→ **WHAT YOU SHOULD DO**
Every line in the records below with the string "Mutex" needs to be copied out.

##### THE INPUT

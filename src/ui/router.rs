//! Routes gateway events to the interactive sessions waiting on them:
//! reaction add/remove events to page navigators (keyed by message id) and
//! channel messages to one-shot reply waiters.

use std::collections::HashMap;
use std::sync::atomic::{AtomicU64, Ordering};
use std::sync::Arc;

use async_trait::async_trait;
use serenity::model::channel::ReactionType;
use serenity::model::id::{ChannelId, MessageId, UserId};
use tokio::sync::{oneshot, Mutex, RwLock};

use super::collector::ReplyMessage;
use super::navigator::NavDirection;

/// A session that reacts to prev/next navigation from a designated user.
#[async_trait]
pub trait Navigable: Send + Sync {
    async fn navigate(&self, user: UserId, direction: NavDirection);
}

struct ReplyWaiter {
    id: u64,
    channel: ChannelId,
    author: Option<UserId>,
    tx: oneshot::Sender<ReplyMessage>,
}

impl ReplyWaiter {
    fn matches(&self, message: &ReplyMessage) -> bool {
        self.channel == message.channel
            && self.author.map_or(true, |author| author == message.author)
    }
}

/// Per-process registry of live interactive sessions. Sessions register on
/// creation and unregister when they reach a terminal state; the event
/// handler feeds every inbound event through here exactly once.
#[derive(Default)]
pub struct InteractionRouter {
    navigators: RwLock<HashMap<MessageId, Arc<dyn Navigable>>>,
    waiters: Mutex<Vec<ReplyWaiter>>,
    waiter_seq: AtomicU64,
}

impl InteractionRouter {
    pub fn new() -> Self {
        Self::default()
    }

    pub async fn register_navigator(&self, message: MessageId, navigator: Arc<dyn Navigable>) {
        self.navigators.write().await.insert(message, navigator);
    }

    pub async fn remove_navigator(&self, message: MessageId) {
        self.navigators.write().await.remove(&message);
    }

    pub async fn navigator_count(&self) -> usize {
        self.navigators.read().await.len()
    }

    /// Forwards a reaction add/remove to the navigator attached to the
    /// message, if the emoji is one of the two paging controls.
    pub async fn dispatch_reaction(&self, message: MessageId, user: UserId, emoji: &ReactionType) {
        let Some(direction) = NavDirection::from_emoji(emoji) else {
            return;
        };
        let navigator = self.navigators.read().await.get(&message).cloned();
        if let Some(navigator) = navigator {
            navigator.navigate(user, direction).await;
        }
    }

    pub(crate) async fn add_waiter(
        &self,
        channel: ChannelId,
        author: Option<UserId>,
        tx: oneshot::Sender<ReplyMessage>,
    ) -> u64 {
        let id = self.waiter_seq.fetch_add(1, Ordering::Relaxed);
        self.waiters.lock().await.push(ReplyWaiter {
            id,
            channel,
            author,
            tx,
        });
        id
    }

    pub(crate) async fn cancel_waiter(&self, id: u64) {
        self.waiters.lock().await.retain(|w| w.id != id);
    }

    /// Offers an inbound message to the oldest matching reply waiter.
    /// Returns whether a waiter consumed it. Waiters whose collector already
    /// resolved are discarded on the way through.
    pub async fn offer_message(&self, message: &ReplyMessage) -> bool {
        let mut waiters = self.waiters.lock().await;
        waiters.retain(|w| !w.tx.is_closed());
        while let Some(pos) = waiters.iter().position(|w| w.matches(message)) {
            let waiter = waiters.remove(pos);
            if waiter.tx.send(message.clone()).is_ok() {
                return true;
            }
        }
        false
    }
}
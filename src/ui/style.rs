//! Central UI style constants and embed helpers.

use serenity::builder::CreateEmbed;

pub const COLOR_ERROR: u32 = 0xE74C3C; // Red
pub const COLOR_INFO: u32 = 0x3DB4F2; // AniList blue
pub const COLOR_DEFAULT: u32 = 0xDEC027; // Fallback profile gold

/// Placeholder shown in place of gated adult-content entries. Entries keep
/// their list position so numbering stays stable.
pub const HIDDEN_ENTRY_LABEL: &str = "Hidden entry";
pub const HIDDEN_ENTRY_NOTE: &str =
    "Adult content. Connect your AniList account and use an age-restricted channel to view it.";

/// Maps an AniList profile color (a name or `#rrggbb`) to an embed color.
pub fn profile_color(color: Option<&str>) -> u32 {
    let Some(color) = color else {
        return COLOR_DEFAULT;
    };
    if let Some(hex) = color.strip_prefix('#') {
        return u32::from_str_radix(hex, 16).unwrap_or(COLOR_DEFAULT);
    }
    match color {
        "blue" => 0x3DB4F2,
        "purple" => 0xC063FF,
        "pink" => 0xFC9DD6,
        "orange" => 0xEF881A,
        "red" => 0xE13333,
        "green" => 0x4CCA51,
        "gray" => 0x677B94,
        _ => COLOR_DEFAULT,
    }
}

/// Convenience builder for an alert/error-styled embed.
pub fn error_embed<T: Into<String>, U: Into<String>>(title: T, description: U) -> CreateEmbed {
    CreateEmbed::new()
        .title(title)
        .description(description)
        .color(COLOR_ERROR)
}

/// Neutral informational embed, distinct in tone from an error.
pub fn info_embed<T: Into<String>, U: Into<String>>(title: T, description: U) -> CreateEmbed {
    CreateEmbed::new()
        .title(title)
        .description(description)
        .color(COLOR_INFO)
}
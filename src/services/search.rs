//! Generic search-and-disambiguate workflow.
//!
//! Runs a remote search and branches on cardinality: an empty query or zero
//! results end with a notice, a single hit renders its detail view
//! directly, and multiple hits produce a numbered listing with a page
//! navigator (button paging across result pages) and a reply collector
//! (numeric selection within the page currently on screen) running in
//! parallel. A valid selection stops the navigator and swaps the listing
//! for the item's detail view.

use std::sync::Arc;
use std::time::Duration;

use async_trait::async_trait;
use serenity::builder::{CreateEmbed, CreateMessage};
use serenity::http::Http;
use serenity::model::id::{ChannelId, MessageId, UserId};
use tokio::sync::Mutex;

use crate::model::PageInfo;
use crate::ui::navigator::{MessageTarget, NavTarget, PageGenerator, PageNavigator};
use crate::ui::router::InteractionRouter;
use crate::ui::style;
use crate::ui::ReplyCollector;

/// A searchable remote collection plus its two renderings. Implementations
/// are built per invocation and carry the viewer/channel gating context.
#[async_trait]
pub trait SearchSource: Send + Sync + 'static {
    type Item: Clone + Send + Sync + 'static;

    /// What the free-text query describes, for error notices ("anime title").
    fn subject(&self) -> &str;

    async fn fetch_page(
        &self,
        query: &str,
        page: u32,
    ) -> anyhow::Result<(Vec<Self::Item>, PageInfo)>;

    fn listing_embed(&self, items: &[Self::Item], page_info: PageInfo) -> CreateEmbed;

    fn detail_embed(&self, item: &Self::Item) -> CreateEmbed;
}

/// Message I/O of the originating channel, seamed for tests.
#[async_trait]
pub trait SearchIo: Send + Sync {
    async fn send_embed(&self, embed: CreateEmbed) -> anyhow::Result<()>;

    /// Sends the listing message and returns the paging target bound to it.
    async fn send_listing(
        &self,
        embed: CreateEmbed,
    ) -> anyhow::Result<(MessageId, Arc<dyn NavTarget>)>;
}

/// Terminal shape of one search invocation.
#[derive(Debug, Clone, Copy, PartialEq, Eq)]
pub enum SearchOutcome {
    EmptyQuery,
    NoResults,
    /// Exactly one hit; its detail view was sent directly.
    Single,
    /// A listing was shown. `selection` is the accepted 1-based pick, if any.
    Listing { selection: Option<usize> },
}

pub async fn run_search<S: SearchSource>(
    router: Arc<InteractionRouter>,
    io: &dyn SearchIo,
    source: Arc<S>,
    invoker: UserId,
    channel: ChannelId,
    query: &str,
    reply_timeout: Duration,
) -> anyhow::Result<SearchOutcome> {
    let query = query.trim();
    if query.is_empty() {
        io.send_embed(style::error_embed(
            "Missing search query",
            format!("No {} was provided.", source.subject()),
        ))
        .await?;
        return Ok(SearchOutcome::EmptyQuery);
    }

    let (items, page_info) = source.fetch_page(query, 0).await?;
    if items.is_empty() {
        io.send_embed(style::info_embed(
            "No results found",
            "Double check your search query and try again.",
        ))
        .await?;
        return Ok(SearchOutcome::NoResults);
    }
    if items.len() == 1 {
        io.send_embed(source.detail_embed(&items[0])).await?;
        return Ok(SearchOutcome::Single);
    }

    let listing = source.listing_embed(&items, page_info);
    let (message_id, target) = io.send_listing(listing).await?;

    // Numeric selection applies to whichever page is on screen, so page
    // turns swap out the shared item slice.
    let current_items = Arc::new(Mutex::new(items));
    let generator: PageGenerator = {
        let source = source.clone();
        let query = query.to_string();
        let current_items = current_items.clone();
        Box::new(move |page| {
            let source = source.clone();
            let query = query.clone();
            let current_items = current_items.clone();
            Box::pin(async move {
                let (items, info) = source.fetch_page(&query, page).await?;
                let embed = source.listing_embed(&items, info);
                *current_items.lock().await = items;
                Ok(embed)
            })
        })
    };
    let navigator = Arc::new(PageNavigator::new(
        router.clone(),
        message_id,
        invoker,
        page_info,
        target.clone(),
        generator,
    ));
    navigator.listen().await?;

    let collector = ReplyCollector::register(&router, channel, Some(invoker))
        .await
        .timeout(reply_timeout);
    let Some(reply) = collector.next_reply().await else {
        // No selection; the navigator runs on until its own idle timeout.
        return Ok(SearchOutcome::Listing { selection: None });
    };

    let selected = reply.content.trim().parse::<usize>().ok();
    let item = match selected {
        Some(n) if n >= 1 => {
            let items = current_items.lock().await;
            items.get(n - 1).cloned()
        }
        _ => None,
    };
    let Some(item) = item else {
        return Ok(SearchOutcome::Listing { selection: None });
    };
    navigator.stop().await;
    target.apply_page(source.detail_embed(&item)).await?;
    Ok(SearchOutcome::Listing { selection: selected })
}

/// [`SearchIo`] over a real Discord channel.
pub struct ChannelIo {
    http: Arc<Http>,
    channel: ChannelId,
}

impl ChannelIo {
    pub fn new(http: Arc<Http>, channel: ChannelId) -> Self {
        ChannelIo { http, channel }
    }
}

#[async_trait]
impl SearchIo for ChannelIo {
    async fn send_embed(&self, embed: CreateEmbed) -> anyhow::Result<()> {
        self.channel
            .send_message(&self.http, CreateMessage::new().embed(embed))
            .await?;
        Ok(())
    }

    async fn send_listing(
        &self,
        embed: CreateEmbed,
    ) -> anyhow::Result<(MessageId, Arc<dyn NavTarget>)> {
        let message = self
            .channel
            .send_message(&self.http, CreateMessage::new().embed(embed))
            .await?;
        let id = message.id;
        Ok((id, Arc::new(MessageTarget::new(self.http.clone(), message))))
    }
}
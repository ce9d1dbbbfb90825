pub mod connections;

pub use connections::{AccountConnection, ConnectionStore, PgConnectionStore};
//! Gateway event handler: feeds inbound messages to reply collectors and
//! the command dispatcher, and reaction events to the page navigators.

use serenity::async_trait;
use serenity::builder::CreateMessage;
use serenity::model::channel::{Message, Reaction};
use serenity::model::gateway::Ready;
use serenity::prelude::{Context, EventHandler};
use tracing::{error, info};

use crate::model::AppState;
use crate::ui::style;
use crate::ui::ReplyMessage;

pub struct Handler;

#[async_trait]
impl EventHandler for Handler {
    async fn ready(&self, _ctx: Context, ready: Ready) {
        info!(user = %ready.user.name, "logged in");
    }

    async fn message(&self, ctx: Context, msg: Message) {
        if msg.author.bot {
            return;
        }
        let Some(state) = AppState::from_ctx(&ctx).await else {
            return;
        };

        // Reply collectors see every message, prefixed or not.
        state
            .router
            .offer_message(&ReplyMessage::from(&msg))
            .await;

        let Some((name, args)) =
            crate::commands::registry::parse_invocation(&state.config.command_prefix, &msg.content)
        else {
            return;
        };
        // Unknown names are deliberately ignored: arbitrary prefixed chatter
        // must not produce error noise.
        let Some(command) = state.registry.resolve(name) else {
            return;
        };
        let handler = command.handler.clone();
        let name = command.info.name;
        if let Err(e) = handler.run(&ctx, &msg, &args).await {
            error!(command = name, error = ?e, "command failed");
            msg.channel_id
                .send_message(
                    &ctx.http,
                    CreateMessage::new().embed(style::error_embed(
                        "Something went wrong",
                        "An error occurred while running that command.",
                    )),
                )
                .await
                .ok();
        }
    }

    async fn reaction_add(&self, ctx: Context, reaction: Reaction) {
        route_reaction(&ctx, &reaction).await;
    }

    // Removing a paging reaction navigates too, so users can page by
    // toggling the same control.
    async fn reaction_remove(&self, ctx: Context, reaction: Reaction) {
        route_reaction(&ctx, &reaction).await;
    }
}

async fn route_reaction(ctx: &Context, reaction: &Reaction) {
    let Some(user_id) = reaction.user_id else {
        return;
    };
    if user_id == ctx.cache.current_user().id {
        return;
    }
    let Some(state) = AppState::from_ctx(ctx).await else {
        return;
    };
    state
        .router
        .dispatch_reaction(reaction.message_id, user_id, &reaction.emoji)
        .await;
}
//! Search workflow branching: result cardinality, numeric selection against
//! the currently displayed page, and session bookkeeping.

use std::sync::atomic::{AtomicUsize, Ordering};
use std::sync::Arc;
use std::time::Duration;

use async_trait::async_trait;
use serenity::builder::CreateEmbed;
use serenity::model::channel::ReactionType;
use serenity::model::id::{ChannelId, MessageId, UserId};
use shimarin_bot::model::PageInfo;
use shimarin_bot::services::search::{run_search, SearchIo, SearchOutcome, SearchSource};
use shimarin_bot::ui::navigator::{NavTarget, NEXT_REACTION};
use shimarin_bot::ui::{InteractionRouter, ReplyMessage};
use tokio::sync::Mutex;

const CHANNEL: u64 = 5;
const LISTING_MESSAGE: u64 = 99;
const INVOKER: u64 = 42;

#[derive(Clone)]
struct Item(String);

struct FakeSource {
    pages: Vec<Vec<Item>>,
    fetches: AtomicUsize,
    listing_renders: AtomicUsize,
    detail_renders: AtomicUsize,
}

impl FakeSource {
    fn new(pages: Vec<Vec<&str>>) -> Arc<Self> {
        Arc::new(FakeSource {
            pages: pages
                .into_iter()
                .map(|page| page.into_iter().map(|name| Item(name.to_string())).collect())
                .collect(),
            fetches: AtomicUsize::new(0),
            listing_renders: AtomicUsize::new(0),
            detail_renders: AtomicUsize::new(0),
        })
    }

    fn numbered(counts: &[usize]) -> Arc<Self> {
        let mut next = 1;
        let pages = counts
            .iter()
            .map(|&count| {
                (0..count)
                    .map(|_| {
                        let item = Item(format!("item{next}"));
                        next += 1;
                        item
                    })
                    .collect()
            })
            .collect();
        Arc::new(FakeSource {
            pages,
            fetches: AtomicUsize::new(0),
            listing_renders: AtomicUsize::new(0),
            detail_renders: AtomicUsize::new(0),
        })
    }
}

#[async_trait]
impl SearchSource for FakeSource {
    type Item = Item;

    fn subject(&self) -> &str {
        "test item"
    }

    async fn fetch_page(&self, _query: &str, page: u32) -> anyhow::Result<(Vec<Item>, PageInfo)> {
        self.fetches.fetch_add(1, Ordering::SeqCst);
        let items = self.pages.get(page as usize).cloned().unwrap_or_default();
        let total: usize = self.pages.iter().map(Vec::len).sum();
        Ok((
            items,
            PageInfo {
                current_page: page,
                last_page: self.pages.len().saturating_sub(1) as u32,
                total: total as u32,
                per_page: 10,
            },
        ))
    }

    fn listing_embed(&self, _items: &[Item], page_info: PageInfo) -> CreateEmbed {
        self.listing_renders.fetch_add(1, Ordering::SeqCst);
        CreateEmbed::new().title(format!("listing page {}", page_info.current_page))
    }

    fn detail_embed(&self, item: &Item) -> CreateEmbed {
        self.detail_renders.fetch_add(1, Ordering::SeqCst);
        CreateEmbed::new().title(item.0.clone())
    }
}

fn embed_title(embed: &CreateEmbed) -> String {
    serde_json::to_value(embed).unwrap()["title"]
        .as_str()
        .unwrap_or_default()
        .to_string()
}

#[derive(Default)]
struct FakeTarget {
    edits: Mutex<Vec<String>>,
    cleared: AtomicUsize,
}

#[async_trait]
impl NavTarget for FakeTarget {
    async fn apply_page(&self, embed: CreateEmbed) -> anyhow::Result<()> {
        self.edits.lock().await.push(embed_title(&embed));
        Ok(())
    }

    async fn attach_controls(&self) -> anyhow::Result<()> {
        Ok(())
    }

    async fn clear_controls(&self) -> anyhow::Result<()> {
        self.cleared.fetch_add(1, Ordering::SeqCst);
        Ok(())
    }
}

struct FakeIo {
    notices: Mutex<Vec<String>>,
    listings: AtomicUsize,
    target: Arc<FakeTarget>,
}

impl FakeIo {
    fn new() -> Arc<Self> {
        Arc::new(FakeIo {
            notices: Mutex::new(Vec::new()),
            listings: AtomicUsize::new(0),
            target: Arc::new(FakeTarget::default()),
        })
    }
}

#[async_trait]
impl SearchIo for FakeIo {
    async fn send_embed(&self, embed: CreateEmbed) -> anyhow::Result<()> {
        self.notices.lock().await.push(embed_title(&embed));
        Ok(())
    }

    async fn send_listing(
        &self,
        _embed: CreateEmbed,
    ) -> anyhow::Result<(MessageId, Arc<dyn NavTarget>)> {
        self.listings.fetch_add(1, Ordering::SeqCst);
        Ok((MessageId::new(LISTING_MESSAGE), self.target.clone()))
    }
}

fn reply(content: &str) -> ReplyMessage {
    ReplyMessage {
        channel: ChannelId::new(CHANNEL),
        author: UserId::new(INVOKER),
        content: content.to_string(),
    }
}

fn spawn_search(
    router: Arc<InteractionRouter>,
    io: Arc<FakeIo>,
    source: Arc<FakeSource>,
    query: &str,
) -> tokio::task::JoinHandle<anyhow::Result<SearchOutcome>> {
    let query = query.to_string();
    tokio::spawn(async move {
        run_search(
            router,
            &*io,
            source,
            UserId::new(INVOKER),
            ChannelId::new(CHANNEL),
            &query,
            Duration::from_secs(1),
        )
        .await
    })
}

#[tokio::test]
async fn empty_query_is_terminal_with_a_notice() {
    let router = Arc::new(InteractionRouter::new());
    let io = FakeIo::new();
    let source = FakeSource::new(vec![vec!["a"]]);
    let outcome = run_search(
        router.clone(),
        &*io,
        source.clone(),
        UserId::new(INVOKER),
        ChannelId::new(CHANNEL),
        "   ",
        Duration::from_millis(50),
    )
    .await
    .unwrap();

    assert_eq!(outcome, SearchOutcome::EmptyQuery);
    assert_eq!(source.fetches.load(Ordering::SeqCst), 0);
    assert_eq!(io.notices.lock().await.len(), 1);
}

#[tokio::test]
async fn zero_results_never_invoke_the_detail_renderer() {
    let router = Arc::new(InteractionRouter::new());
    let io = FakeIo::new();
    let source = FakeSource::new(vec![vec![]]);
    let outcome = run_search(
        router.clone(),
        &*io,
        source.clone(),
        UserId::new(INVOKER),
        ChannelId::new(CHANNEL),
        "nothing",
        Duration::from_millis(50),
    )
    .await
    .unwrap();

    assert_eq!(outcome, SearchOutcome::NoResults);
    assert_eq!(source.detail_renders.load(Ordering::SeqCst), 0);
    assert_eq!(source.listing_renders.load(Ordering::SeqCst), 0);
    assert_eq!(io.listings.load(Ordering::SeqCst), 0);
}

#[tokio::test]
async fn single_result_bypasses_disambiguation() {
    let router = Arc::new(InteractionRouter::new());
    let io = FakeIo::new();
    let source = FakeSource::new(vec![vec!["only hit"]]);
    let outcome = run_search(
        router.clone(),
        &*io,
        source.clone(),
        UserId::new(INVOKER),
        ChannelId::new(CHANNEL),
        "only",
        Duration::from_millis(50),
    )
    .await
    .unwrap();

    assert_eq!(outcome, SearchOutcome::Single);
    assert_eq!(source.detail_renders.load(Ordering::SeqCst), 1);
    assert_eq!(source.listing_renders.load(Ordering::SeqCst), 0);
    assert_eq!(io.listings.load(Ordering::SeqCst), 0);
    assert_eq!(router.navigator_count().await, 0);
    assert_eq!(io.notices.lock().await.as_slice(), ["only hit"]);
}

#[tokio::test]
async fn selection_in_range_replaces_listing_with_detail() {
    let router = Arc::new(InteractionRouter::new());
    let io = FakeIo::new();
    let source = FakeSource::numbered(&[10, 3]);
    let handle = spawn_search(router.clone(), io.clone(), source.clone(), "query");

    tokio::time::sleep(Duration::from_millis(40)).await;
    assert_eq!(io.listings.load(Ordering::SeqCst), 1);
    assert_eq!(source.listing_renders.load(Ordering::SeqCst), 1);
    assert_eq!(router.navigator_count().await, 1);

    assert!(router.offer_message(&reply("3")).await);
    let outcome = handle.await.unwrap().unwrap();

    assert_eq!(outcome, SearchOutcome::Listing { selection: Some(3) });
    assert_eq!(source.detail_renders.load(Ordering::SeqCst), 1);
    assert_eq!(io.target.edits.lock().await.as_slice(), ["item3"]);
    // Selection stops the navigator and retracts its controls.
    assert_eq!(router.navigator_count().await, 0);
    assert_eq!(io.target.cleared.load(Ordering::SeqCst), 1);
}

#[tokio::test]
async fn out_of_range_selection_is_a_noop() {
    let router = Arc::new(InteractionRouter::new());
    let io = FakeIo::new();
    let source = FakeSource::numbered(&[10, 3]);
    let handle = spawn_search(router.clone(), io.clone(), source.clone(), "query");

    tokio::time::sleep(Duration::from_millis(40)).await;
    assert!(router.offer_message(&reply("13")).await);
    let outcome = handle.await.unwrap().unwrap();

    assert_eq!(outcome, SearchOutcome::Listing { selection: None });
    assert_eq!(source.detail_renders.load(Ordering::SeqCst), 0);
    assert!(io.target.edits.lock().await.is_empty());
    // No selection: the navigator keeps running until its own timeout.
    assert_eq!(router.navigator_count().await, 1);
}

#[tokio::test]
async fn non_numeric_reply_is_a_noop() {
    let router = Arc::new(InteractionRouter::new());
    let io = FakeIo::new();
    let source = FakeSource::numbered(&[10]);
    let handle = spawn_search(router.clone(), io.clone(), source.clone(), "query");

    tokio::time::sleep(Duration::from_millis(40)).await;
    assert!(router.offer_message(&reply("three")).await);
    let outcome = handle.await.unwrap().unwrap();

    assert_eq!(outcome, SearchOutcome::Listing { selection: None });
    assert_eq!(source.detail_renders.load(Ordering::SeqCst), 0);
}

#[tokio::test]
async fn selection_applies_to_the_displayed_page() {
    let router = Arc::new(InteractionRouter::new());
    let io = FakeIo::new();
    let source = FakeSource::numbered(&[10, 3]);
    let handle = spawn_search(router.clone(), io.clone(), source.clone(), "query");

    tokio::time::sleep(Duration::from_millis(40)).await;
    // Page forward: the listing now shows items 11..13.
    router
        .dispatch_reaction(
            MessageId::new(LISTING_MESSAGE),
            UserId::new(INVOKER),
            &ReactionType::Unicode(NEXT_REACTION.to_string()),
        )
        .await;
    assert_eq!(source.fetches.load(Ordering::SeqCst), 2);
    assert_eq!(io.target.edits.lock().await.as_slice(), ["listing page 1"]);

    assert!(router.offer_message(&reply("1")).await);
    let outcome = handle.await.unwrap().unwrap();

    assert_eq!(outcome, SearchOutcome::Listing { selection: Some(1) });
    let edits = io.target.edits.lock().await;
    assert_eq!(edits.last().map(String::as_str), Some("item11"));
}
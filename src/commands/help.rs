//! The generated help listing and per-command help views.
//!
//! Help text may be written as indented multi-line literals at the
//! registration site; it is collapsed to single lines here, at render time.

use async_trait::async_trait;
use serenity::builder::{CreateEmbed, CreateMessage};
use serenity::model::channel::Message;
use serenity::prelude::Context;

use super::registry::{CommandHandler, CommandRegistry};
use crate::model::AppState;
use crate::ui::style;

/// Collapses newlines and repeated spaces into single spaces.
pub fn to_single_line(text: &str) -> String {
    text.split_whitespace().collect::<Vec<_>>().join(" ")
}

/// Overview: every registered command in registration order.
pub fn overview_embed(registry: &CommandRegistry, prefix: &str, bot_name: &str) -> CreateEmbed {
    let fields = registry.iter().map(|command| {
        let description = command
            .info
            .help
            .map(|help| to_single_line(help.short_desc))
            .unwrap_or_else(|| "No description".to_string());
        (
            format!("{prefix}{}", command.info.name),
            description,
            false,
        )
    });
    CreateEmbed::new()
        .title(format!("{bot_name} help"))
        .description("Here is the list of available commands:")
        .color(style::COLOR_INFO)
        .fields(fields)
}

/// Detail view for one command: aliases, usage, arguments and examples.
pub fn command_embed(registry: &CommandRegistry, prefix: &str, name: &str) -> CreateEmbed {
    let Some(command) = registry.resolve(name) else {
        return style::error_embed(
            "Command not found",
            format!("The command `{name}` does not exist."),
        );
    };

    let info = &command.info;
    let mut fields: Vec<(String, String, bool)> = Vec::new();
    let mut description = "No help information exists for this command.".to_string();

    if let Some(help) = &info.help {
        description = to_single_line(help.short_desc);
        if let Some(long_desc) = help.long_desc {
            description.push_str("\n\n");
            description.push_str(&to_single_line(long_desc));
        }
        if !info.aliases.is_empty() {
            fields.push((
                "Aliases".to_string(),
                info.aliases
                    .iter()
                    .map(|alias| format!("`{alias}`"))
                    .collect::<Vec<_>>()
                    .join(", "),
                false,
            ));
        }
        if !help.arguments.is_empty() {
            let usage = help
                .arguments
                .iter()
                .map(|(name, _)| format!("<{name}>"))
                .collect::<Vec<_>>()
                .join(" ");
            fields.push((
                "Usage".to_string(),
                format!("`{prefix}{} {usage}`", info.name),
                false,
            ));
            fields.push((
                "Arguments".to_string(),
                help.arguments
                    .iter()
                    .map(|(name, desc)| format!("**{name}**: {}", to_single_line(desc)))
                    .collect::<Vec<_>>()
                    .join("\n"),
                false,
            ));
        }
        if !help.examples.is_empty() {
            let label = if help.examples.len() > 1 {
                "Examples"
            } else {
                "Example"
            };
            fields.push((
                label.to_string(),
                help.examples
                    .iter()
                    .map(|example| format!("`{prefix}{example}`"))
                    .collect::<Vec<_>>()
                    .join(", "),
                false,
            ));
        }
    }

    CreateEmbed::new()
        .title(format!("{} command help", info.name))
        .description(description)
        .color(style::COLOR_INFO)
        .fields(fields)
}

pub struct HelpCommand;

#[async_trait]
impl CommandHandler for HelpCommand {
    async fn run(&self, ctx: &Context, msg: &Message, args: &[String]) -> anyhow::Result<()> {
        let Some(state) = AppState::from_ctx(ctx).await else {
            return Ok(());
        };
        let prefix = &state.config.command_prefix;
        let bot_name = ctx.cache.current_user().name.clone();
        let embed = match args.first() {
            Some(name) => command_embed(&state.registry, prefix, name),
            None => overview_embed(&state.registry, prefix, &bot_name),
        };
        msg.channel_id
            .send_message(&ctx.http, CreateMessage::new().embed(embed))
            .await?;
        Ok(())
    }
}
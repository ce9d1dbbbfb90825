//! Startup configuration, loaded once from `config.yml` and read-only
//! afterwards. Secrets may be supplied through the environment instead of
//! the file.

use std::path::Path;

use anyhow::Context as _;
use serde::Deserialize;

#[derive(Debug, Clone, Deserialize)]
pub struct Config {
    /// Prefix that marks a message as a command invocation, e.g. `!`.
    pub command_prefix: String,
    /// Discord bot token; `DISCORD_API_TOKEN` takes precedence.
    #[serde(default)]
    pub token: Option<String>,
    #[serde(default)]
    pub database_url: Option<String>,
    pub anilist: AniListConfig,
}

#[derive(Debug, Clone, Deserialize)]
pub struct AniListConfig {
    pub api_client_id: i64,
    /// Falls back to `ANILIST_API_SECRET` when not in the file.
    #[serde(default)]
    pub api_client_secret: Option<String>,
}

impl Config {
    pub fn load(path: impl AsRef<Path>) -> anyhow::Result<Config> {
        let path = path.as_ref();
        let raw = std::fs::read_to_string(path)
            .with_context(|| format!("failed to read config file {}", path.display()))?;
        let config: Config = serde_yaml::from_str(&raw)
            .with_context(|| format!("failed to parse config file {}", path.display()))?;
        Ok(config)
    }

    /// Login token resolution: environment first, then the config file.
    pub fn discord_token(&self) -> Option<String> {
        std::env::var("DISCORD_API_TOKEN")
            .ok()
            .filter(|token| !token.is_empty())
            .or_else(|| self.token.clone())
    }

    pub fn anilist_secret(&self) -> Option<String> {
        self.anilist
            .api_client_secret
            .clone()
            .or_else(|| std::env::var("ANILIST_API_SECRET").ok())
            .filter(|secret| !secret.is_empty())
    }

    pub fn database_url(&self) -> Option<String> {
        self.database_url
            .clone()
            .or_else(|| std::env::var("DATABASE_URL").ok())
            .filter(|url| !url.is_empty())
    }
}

##########

→ **OUTPUT OF THE EXERCISE**
use tokio::sync::{oneshot, Mutex, RwLock};
    waiters: Mutex<Vec<ReplyWaiter>>,
use tokio::sync::Mutex;
    let current_items = Arc::new(Mutex::new(items));
use tokio::sync::Mutex;
    edits: Mutex<Vec<String>>,
    notices: Mutex<Vec<String>>,
            notices: Mutex::new(Vec::new()),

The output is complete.